BEGIN Exercise data

//! tfplug - Terraform Plugin Framework for Rust
//!
//! A framework for building Terraform providers in Rust, implementing the
//! Terraform Plugin Protocol v6.

// Core modules
pub mod context;
pub mod error;
pub mod schema;
pub mod types;

// Provider API modules
pub mod provider;
pub mod request;

// Helper modules
pub mod builders;
pub mod defaults;
pub mod import;
pub mod plan_modifier;
pub mod validator;

// Framework implementation modules
pub mod grpc;
pub mod plan;
pub mod proto;
pub mod server;

// Re-exports for convenience
pub use builders::StateBuilder;
pub use context::Context;
pub use defaults::{StaticNumber, StaticString};
pub use error::{Result, TfplugError};
pub use import::import_state_passthrough_id;
pub use provider::{DataSourceSchema, DataSourceV2, ProviderV2, ResourceSchema, ResourceV2};
pub use schema::{AttributeBuilder, AttributeType, Schema, SchemaBuilder};
pub use server::{serve, ServerConfig};
pub use types::{AttributePath, Config, Diagnostics, Dynamic, State};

END Exercise data

Your assignment: Repeat the data verbatim.

Solution:
//! tfplug - Terraform Plugin Framework for Rust
//!
//! A framework for building Terraform providers in Rust, implementing the
//! Terraform Plugin Protocol v6.

// Core modules
pub mod context;
pub mod error;
pub mod schema;
pub mod types;

// Provider API modules
pub mod provider;
pub mod request;

// Helper modules
pub mod builders;
pub mod defaults;
pub mod import;
pub mod plan_modifier;
pub mod validator;

// Framework implementation modules
pub mod grpc;
pub mod plan;
pub mod proto;
pub mod server;

// Re-exports for convenience
pub use builders::StateBuilder;
pub use context::Context;
pub use defaults::{StaticNumber, StaticString};
pub use error::{Result, TfplugError};
pub use import::import_state_passthrough_id;
pub use provider::{DataSourceSchema, DataSourceV2, ProviderV2, ResourceSchema, ResourceV2};
pub use schema::{AttributeBuilder, AttributeType, Schema, SchemaBuilder};
pub use server::{serve, ServerConfig};
pub use types::{AttributePath, Config, Diagnostics, Dynamic, State};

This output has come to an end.